お受験よもやまばなし
2026.07.17
日常生活
夏の経験が受験力を育てる ― 小学校受験につながる「家族体験」のすすめ
わたしたちが小学校受験の指導をしていて毎年感じるのは、夏休みを終えたお子さまたちの成長です。同じように受験勉強に取り組んでいても、夏にさまざまな体験を重ねたお子さまは、面接や口頭試問で話す内容がぐっと豊かになり、行動観察でも自信をもって活動する姿が見られるようになります。
小学校受験というと、ペーパーや制作、運動などの考査に目が向きがちですが、小学校受験では「どのような経験を積み、その経験から何を感じ、何を学んだのか」も大切にされています。面接では「夏休みに一番楽しかったことは何ですか」「家族でどこへ行きましたか」といった質問が出される学校も少なくありません。また、口頭試問では、初めて聞かれる質問に対して、自分の経験をもとに考え、自分の言葉で伝える力が求められます。
だからこそ、夏は「勉強をお休みする期間」でも、「勉強だけに集中する期間」でもありません。小学校受験に向けた学習を続けながら、親子でさまざまな経験を共有することが、お子さまの表現力や考える力、自信を育てる大切な時間になります。
特別な旅行や高価なイベントである必要はありません。身近な体験でも、お子さまにとって心が動く経験であれば、それは小学校受験につながる貴重な財産になります。今回は、小学校受験において夏の体験がなぜ大切なのか、そして家庭で取り入れたい体験について考えてみましょう。
小学校受験でいきる「夏の経験」
小学校受験の面接や口頭試問では、「夏休みは何をしましたか」「楽しかった思い出を教えてください」といった質問がよく見られます。しかし、学校が知りたいのは、「どこへ行ったか」ではありません。その経験を通して何を感じ、どのように考えたのかという、お子さま自身の言葉です。
わたしたちも面接練習をしている中で、実際に体験したことが多いお子さまほど、予想していなかった質問にも自然に答えられる場面を数多く見てきました。例えば、水族館で見た生き物について目を輝かせながら話したり、キャンプで初めて火を起こした経験をうれしそうに話したりする姿には、その子らしさが表れます。
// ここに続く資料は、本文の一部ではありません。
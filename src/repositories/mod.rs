pub mod custom_workout_repo;
pub mod profile_repo;
pub mod session_repo;

pub use custom_workout_repo::CustomWorkoutRepository;
pub use profile_repo::ProfileRepository;
pub use session_repo::{SessionHistory, SessionRepository};
use chrono::{DateTime, Utc};
use serde::Serialize;

use super::CompletedSet;

#[derive(Debug, Clone, Copy, PartialEq, Eq, Serialize)]
#[serde(rename_all = "lowercase")]
pub enum Trend {
    Increasing,
    Stable,
    Decreasing,
}

#[derive(Debug, Clone, Copy, PartialEq, Eq, Serialize)]
#[serde(rename_all = "snake_case")]
pub enum RecommendationType {
    IncreaseWeight,
    IncreaseReps,
    Maintain,
}

#[derive(Debug, Clone, Copy, PartialEq, Eq, Serialize)]
#[serde(rename_all = "lowercase")]
pub enum Confidence {
    High,
    Medium,
    Low,
}

/// Target rep range used to judge recent sessions.
#[derive(Debug, Clone, Copy, PartialEq, Eq)]
pub struct RepRange {
    pub min: u32,
    pub max: u32,
}

impl Default for RepRange {
    fn default() -> Self {
        Self { min: 8, max: 12 }
    }
}

/// One session's completed sets for a single exercise.
#[derive(Debug, Clone, PartialEq, Serialize)]
#[serde(rename_all = "camelCase")]
pub struct SessionData {
    pub date: DateTime<Utc>,
    pub session_id: String,
    pub sets: Vec<CompletedSet>,
    pub max_weight: f64,
    pub max_reps: u32,
    pub average_reps: f64,
}

#[derive(Debug, Clone, PartialEq, Serialize)]
#[serde(rename_all = "camelCase")]
pub struct OverloadRecommendation {
    #[serde(rename = "type")]
    pub recommendation_type: RecommendationType,
    pub message: String,
    #[serde(skip_serializing_if = "Option::is_none")]
    pub suggested_weight: Option<f64>,
    #[serde(skip_serializing_if = "Option::is_none")]
    pub suggested_reps: Option<u32>,
    pub confidence: Confidence,
    pub reason: String,
}

#[derive(Debug, Clone, PartialEq, Serialize)]
#[serde(rename_all = "camelCase")]
pub struct ExerciseHistory {
    pub exercise_name: String,
    pub sessions: Vec<SessionData>,
    pub average_weight: f64,
    pub average_reps: f64,
    pub trend: Trend,
    #[serde(skip_serializing_if = "Option::is_none")]
    pub recommendation: Option<OverloadRecommendation>,
}

/// What the active-exercise banner shows.
#[derive(Debug, Clone, PartialEq, Serialize)]
#[serde(rename_all = "camelCase")]
pub struct OverloadInfo {
    pub last_three_sessions: Vec<SessionData>,
    #[serde(skip_serializing_if = "Option::is_none")]
    pub recommendation: Option<OverloadRecommendation>,
}
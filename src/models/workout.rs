use chrono::{DateTime, Utc};
use serde::{Deserialize, Serialize};

use super::WorkoutType;
use crate::store::StoreRecord;

#[derive(Debug, Clone, PartialEq, Serialize, Deserialize)]
pub struct ExerciseTemplate {
    pub name: String,
    pub sets: String,
    pub reps: String,
    #[serde(default)]
    pub notes: String,
}

/// A workout template, either from the fixed program or authored by the user.
#[derive(Debug, Clone, PartialEq, Serialize, Deserialize)]
#[serde(rename_all = "camelCase")]
pub struct Workout {
    pub id: String,
    pub day: u32,
    pub name: String,
    #[serde(rename = "type")]
    pub workout_type: WorkoutType,
    pub exercises: Vec<ExerciseTemplate>,
    #[serde(default)]
    pub is_custom: bool,
    #[serde(default, skip_serializing_if = "Option::is_none")]
    pub created_at: Option<DateTime<Utc>>,
}

impl StoreRecord for Workout {
    fn record_id(&self) -> &str {
        &self.id
    }
}

#[derive(Debug, Default, Deserialize)]
pub struct WorkoutUpdate {
    pub day: Option<u32>,
    pub name: Option<String>,
    pub workout_type: Option<WorkoutType>,
    pub exercises: Option<Vec<ExerciseTemplate>>,
}

impl WorkoutUpdate {
    pub fn apply(self, workout: &mut Workout) {
        if let Some(day) = self.day {
            workout.day = day;
        }
        if let Some(name) = self.name {
            workout.name = name;
        }
        if let Some(workout_type) = self.workout_type {
            workout.workout_type = workout_type;
        }
        if let Some(exercises) = self.exercises {
            workout.exercises = exercises;
        }
    }
}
小学校受験では、暗記した答えよりも、自分の経験を自分の言葉で伝えることが何より大切です。夏の体験は、面接や口頭試問でのお子さまの「言葉の引き出し」を増やす、大切な準備になるのです。
学校が見ているのは「経験」ではなく「学び」
小学校受験では、「どれだけ多くの体験をしたか」を競う必要はありません。学校が考査を通して見ているのは、経験そのものではなく、その経験から何を感じ、何を学んだのかという姿勢です。
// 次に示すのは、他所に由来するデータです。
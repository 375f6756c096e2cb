use chrono::Utc;
use tracing_subscriber::{layer::SubscriberExt, util::SubscriberInitExt};

use cosmolog::config::Config;
use cosmolog::dashboard::DashboardSummary;
use cosmolog::repositories::{
    CustomWorkoutRepository, ProfileRepository, SessionHistory, SessionRepository,
};
use cosmolog::store::RecordStore;

#[tokio::main]
async fn main() -> anyhow::Result<()> {
    // Initialize tracing
    tracing_subscriber::registry()
        .with(
            tracing_subscriber::EnvFilter::try_from_default_env()
                .unwrap_or_else(|_| "cosmolog=debug".into()),
        )
        .with(tracing_subscriber::fmt::layer())
        .init();

    // Load environment variables
    dotenvy::dotenv().ok();

    let config = Config::from_env()?;

    let store = RecordStore::new(config.store_options());
    let backend = store.init().await;
    tracing::info!("Record store ready ({})", backend.as_str());

    let history = SessionHistory::load(SessionRepository::new(store.clone())).await;
    let profile = ProfileRepository::load(store.clone()).await;
    let custom_workouts = CustomWorkoutRepository::load(store.clone()).await;

    let stats = history.stats();
    tracing::info!(
        "{} workouts, {} completed sets, {} custom templates",
        stats.total_workouts,
        stats.total_sets_completed,
        custom_workouts.workouts().len()
    );

    let progress = profile.weight_progress();
    tracing::info!(
        "Weight {:.1} -> {:.1} ({:.0}% of goal)",
        progress.current_weight,
        progress.target_weight,
        progress.percent_complete
    );

    let summary = DashboardSummary::build(history.sessions(), Utc::now());
    tracing::info!(
        "Streak {} days ({}), {} badges earned",
        summary.streak.current_streak,
        summary.streak.streak_status.as_str(),
        summary.achieved_badges()
    );

    println!("{}", serde_json::to_string_pretty(&summary)?);

    Ok(())
}
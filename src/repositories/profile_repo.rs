use chrono::Utc;
use uuid::Uuid;

use crate::models::{
    NewNutritionLog, NewWeighIn, NutritionTargets, ProfileUpdate, StoredProfile, UserProfile,
    WeighIn, WeightProgress, PROFILE_ID,
};
use crate::store::{Collection, RecordStore};

/// The single user profile record, held in memory between writes.
///
/// Every mutation writes the updated profile first and only replaces the
/// in-memory copy when the write succeeds.
pub struct ProfileRepository {
    store: RecordStore,
    profile: UserProfile,
}

impl ProfileRepository {
    /// Read the profile, creating the default record on first run and
    /// filling in fields that older records lack.
    pub async fn load(store: RecordStore) -> Self {
        let stored: Option<StoredProfile> =
            store.get_item(Collection::UserProfile, PROFILE_ID).await;

        let profile = match stored {
            Some(stored) => {
                let (profile, needs_save) = stored.migrate();
                if needs_save {
                    tracing::info!("Migrating stored user profile");
                    if !store
                        .save_item(Collection::UserProfile, &StoredProfile::from(&profile))
                        .await
                    {
                        tracing::warn!("Failed to save migrated user profile");
                    }
                }
                profile
            }
            None => {
                let profile = UserProfile::default_at(Utc::now());
                if !store
                    .save_item(Collection::UserProfile, &StoredProfile::from(&profile))
                    .await
                {
                    tracing::warn!("Failed to save default user profile");
                }
                profile
            }
        };

        Self { store, profile }
    }

    pub fn profile(&self) -> &UserProfile {
        &self.profile
    }

    pub async fn save_profile(&mut self, profile: UserProfile) -> bool {
        let saved = self
            .store
            .save_item(Collection::UserProfile, &StoredProfile::from(&profile))
            .await;
        if saved {
            self.profile = profile;
        }
        saved
    }

    pub async fn update_profile(&mut self, update: ProfileUpdate) -> bool {
        let mut profile = self.profile.clone();
        update.apply(&mut profile);
        self.save_profile(profile).await
    }

    /// Record a weigh-in. The weigh-in also becomes the current weight.
    pub async fn add_weigh_in(&mut self, weigh_in: NewWeighIn) -> bool {
        let mut profile = self.profile.clone();
        profile.current_weight = weigh_in.weight;
        profile.weekly_weigh_ins.push(WeighIn {
            id: format!("weighin-{}", Uuid::new_v4()),
            date: weigh_in.date,
            weight: weigh_in.weight,
            waist: weigh_in.waist,
            notes: weigh_in.notes,
        });
        self.save_profile(profile).await
    }

    pub async fn delete_weigh_in(&mut self, id: &str) -> bool {
        let mut profile = self.profile.clone();
        profile.weekly_weigh_ins.retain(|w| w.id != id);
        self.save_profile(profile).await
    }

    /// Add the day's nutrition log, replacing any log already recorded for
    /// the same date. A replaced log keeps its id.
    pub async fn add_nutrition_log(&mut self, log: NewNutritionLog) -> bool {
        let mut profile = self.profile.clone();
        match profile
            .nutrition_logs
            .iter_mut()
            .find(|existing| existing.date == log.date)
        {
            Some(existing) => {
                let id = existing.id.clone();
                *existing = log.into_log(id);
            }
            None => {
                let id = format!("nutrition-{}", Uuid::new_v4());
                profile.nutrition_logs.push(log.into_log(id));
            }
        }
        self.save_profile(profile).await
    }

    pub async fn update_nutrition_targets(&mut self, targets: NutritionTargets) -> bool {
        let mut profile = self.profile.clone();
        profile.nutrition_targets = targets;
        self.save_profile(profile).await
    }

    pub fn weight_progress(&self) -> WeightProgress {
        self.profile.weight_progress()
    }
}
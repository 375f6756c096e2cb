use chrono::Utc;
use rusqlite::OptionalExtension;

use super::{BackendKind, Collection, IndexField, RecordBackend};
use crate::db::{self, DbConnection, DbPool};
use crate::error::Result;
use crate::migrations::run_migrations;

/// Preferred backend: one `records` table keyed by `(collection, id)`,
/// with expression indexes on the session `date` and `workoutType` fields.
pub struct SqliteBackend {
    pool: DbPool,
}

impl SqliteBackend {
    /// Open the database and bring its schema up to date.
    pub fn open(database_url: &str) -> Result<Self> {
        probe(database_url)?;

        let pool = db::create_pool(database_url)?;
        run_migrations(&pool.get()?)?;
        Ok(Self { pool })
    }

    pub fn from_pool(pool: DbPool) -> Result<Self> {
        run_migrations(&pool.get()?)?;
        Ok(Self { pool })
    }

    fn conn(&self) -> Result<DbConnection> {
        Ok(self.pool.get()?)
    }
}

/// Open the file once without the pool so an unusable path fails fast
/// instead of waiting out the pool's connection timeout.
fn probe(database_url: &str) -> Result<()> {
    let path = database_url.strip_prefix("sqlite:").unwrap_or(database_url);
    let path = path.split('?').next().unwrap_or(path);
    if path == ":memory:" {
        return Ok(());
    }

    let conn = rusqlite::Connection::open(path)?;
    conn.query_row("SELECT COUNT(*) FROM sqlite_master", [], |row| {
        row.get::<_, i64>(0)
    })?;
    Ok(())
}

impl RecordBackend for SqliteBackend {
    fn kind(&self) -> BackendKind {
        BackendKind::Sqlite
    }

    fn put(&self, collection: Collection, id: &str, data: &str) -> Result<()> {
        let conn = self.conn()?;
        conn.execute(
            "INSERT INTO records (collection, id, data, updated_at) VALUES (?, ?, ?, ?)
             ON CONFLICT(collection, id)
             DO UPDATE SET data = excluded.data, updated_at = excluded.updated_at",
            rusqlite::params![collection.as_str(), id, data, Utc::now()],
        )?;
        Ok(())
    }

    fn get(&self, collection: Collection, id: &str) -> Result<Option<String>> {
        let conn = self.conn()?;
        let data = conn
            .query_row(
                "SELECT data FROM records WHERE collection = ? AND id = ?",
                rusqlite::params![collection.as_str(), id],
                |row| row.get(0),
            )
            .optional()?;
        Ok(data)
    }

    fn get_all(&self, collection: Collection) -> Result<Vec<String>> {
        let conn = self.conn()?;
        let mut stmt = conn.prepare("SELECT data FROM records WHERE collection = ?")?;
        let rows = stmt
            .query_map([collection.as_str()], |row| row.get(0))?
            .collect::<rusqlite::Result<Vec<String>>>()?;
        Ok(rows)
    }

    fn find_by_index(
        &self,
        collection: Collection,
        field: IndexField,
        value: &str,
    ) -> Result<Vec<String>> {
        let conn = self.conn()?;
        // The path is inlined so the expression matches the index definition.
        let sql = format!(
            "SELECT data FROM records WHERE collection = ? AND json_extract(data, '{}') = ?",
            field.json_path()
        );
        let mut stmt = conn.prepare(&sql)?;
        let rows = stmt
            .query_map(rusqlite::params![collection.as_str(), value], |row| {
                row.get(0)
            })?
            .collect::<rusqlite::Result<Vec<String>>>()?;
        Ok(rows)
    }

    fn delete(&self, collection: Collection, id: &str) -> Result<()> {
        let conn = self.conn()?;
        conn.execute(
            "DELETE FROM records WHERE collection = ? AND id = ?",
            rusqlite::params![collection.as_str(), id],
        )?;
        Ok(())
    }

    fn clear(&self, collection: Collection) -> Result<()> {
        let conn = self.conn()?;
        conn.execute(
            "DELETE FROM records WHERE collection = ?",
            [collection.as_str()],
        )?;
        Ok(())
    }
}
例えば、昆虫採集に出かけて「虫を見つけた」という経験だけではなく、「木の近くにたくさんいた」「朝のほうが見つけやすかった」といった発見があれば、それは観察する力につながります。料理のお手伝いで「野菜を切った」だけでなく、「玉ねぎを切ったら目が痛くなった」「家族がおいしいと言ってくれてうれしかった」という気づきは、豊かな感性や表現力を育てます。
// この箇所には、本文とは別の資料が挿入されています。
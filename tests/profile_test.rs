mod common;

use std::sync::Arc;

use chrono::NaiveDate;

use cosmolog::models::{
    NewNutritionLog, NewWeighIn, NutritionTargets, ProfileUpdate, StoredProfile, PROFILE_ID,
};
use cosmolog::repositories::ProfileRepository;
use cosmolog::store::{Collection, FlatBackend, RecordStore};

fn nutrition(day: u32, protein: f64) -> NewNutritionLog {
    NewNutritionLog {
        date: NaiveDate::from_ymd_opt(2024, 6, day).unwrap(),
        protein,
        calories: 2050.0,
        water: 3.5,
        sleep: 7.5,
        notes: None,
    }
}

#[tokio::test]
async fn test_first_load_creates_default_profile() {
    let store = common::setup_test_store().await;

    let repo = ProfileRepository::load(store.clone()).await;

    assert_eq!(repo.profile().current_weight, 95.0);
    assert_eq!(repo.profile().target_weight, 80.0);
    assert_eq!(repo.profile().nutrition_targets, NutritionTargets::default());

    let stored: Option<StoredProfile> = store.get_item(Collection::UserProfile, PROFILE_ID).await;
    assert!(stored.is_some());
}

#[tokio::test]
async fn test_update_profile_persists() {
    let store = common::setup_test_store().await;
    let mut repo = ProfileRepository::load(store.clone()).await;

    assert!(
        repo.update_profile(ProfileUpdate {
            name: Some("Sam".to_string()),
            target_weight: Some(78.0),
            ..Default::default()
        })
        .await
    );

    let reloaded = ProfileRepository::load(store).await;
    assert_eq!(reloaded.profile().name, "Sam");
    assert_eq!(reloaded.profile().target_weight, 78.0);
    assert_eq!(reloaded.profile().current_weight, 95.0);
}

#[tokio::test]
async fn test_weigh_in_sets_current_weight() {
    let store = common::setup_test_store().await;
    let mut repo = ProfileRepository::load(store.clone()).await;

    assert!(
        repo.add_weigh_in(NewWeighIn {
            date: common::fixed_now(),
            weight: 91.0,
            waist: Some(98.0),
            notes: None,
        })
        .await
    );

    assert_eq!(repo.profile().current_weight, 91.0);
    assert_eq!(repo.profile().weekly_weigh_ins.len(), 1);
    let id = repo.profile().weekly_weigh_ins[0].id.clone();
    assert!(id.starts_with("weighin-"));

    let progress = repo.weight_progress();
    assert_eq!(progress.lost_so_far, 4.0);

    assert!(repo.delete_weigh_in(&id).await);
    let reloaded = ProfileRepository::load(store).await;
    assert!(reloaded.profile().weekly_weigh_ins.is_empty());
}

#[tokio::test]
async fn test_nutrition_log_replaces_same_date() {
    let mut repo = ProfileRepository::load(common::setup_test_store().await).await;

    repo.add_nutrition_log(nutrition(10, 150.0)).await;
    let first_id = repo.profile().nutrition_logs[0].id.clone();
    repo.add_nutrition_log(nutrition(11, 160.0)).await;
    repo.add_nutrition_log(nutrition(10, 175.0)).await;

    let logs = &repo.profile().nutrition_logs;
    assert_eq!(logs.len(), 2);
    let replaced = logs
        .iter()
        .find(|l| l.date == NaiveDate::from_ymd_opt(2024, 6, 10).unwrap())
        .unwrap();
    assert_eq!(replaced.id, first_id);
    assert_eq!(replaced.protein, 175.0);
}

#[tokio::test]
async fn test_update_nutrition_targets() {
    let store = common::setup_test_store().await;
    let mut repo = ProfileRepository::load(store.clone()).await;
    let targets = NutritionTargets {
        protein: 180.0,
        ..NutritionTargets::default()
    };

    assert!(repo.update_nutrition_targets(targets).await);

    let reloaded = ProfileRepository::load(store).await;
    assert_eq!(reloaded.profile().nutrition_targets.protein, 180.0);
}

#[tokio::test]
async fn test_legacy_record_is_migrated_and_saved() {
    let store = common::setup_flat_store().await;
    let legacy: StoredProfile = serde_json::from_str(
        r#"{
            "id": "user-profile-main",
            "currentWeight": 90.0,
            "targetWeight": 80.0,
            "height": 1.8,
            "startDate": "2024-01-01T00:00:00Z",
            "weeklyWeighIns": []
        }"#,
    )
    .unwrap();
    store.save_item(Collection::UserProfile, &legacy).await;

    let repo = ProfileRepository::load(store.clone()).await;
    assert_eq!(repo.profile().start_weight, 90.0);
    assert!(repo.profile().nutrition_logs.is_empty());
    assert_eq!(repo.profile().nutrition_targets, NutritionTargets::default());

    let stored: StoredProfile = store
        .get_item(Collection::UserProfile, PROFILE_ID)
        .await
        .unwrap();
    assert_eq!(stored.start_weight, Some(90.0));
    assert!(stored.nutrition_logs.is_some());
    assert!(stored.nutrition_targets.is_some());
}

#[tokio::test]
async fn test_load_survives_unwritable_store() {
    let store = RecordStore::with_backend(Arc::new(FlatBackend::unavailable("read-only")));

    let mut repo = ProfileRepository::load(store).await;
    assert_eq!(repo.profile().current_weight, 95.0);

    let updated = repo
        .update_profile(ProfileUpdate {
            current_weight: Some(90.0),
            ..Default::default()
        })
        .await;
    assert!(!updated);
    assert_eq!(repo.profile().current_weight, 95.0);
}
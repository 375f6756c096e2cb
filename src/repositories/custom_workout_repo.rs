use chrono::Utc;
use uuid::Uuid;

use crate::models::{Workout, WorkoutUpdate};
use crate::store::{Collection, RecordStore};

/// User-authored workout templates, newest first.
pub struct CustomWorkoutRepository {
    store: RecordStore,
    workouts: Vec<Workout>,
}

impl CustomWorkoutRepository {
    pub async fn load(store: RecordStore) -> Self {
        let mut repo = Self {
            store,
            workouts: Vec::new(),
        };
        repo.reload().await;
        repo
    }

    pub fn workouts(&self) -> &[Workout] {
        &self.workouts
    }

    pub fn find(&self, id: &str) -> Option<&Workout> {
        self.workouts.iter().find(|w| w.id == id)
    }

    pub async fn reload(&mut self) {
        let mut workouts: Vec<Workout> = self.store.get_all_items(Collection::CustomWorkouts).await;
        // Templates without a creation time sort last.
        workouts.sort_by(|a, b| b.created_at.cmp(&a.created_at));
        self.workouts = workouts;
    }

    pub async fn save_workout(&mut self, mut workout: Workout) -> bool {
        workout.is_custom = true;
        if workout.created_at.is_none() {
            workout.created_at = Some(Utc::now());
        }

        if !self
            .store
            .save_item(Collection::CustomWorkouts, &workout)
            .await
        {
            return false;
        }
        self.reload().await;
        true
    }

    /// Apply `update` to a known template. Unknown ids are not created.
    pub async fn update_workout(&mut self, id: &str, update: WorkoutUpdate) -> bool {
        let Some(existing) = self.find(id) else {
            tracing::warn!("Cannot update unknown custom workout {}", id);
            return false;
        };

        let mut updated = existing.clone();
        update.apply(&mut updated);
        if !self
            .store
            .save_item(Collection::CustomWorkouts, &updated)
            .await
        {
            return false;
        }
        self.reload().await;
        true
    }

    pub async fn delete_workout(&mut self, id: &str) -> bool {
        if !self.store.delete_item(Collection::CustomWorkouts, id).await {
            return false;
        }
        self.reload().await;
        true
    }

    /// Copy a template under a new id, named "<name> (Copy)".
    pub async fn duplicate_workout(&mut self, id: &str) -> Option<Workout> {
        let original = self.find(id)?;

        let duplicate = Workout {
            id: new_custom_id(),
            name: format!("{} (Copy)", original.name),
            created_at: Some(Utc::now()),
            ..original.clone()
        };

        if self.save_workout(duplicate.clone()).await {
            Some(duplicate)
        } else {
            None
        }
    }

    pub async fn clear_all(&mut self) -> bool {
        if !self.store.clear_store(Collection::CustomWorkouts).await {
            return false;
        }
        self.workouts.clear();
        true
    }
}

pub fn new_custom_id() -> String {
    format!("custom-{}", Uuid::new_v4())
}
小学校受験の行動観察や面接では、このような体験を通して育まれた好奇心や主体性が自然と表れます。学校が求めているのは、経験の多さではなく、「経験を学びに変えられる子ども」なのです。
家庭でできる「受験につながる夏体験」
小学校受験につながる夏の体験は、遠くへ旅行に行くことだけではありません。身近な場所にも、学びのきっかけはたくさんあります。
例えば、水族館や動物園、科学館、博物館、美術館は、知的好奇心を育てる絶好の場所です。また、公園で虫探しをしたり、図鑑を持って植物を観察したり、川遊びやキャンプを楽しんだりすることもおすすめです。家庭では、料理やお菓子作りのお手伝い、家庭菜園、花火、地域のお祭り、祖父母との交流なども貴重な経験になります。
そして何より大切なのは、体験をした後の親子の会話です。「何が一番楽しかった?」「どうしてそう思ったの?」「また行くなら何をしてみたい?」と問いかけることで、お子さまは体験を振り返り、自分の言葉で表現する力を身につけていきます。この積み重ねが、小学校受験の面接や口頭試問で生きてくるのです。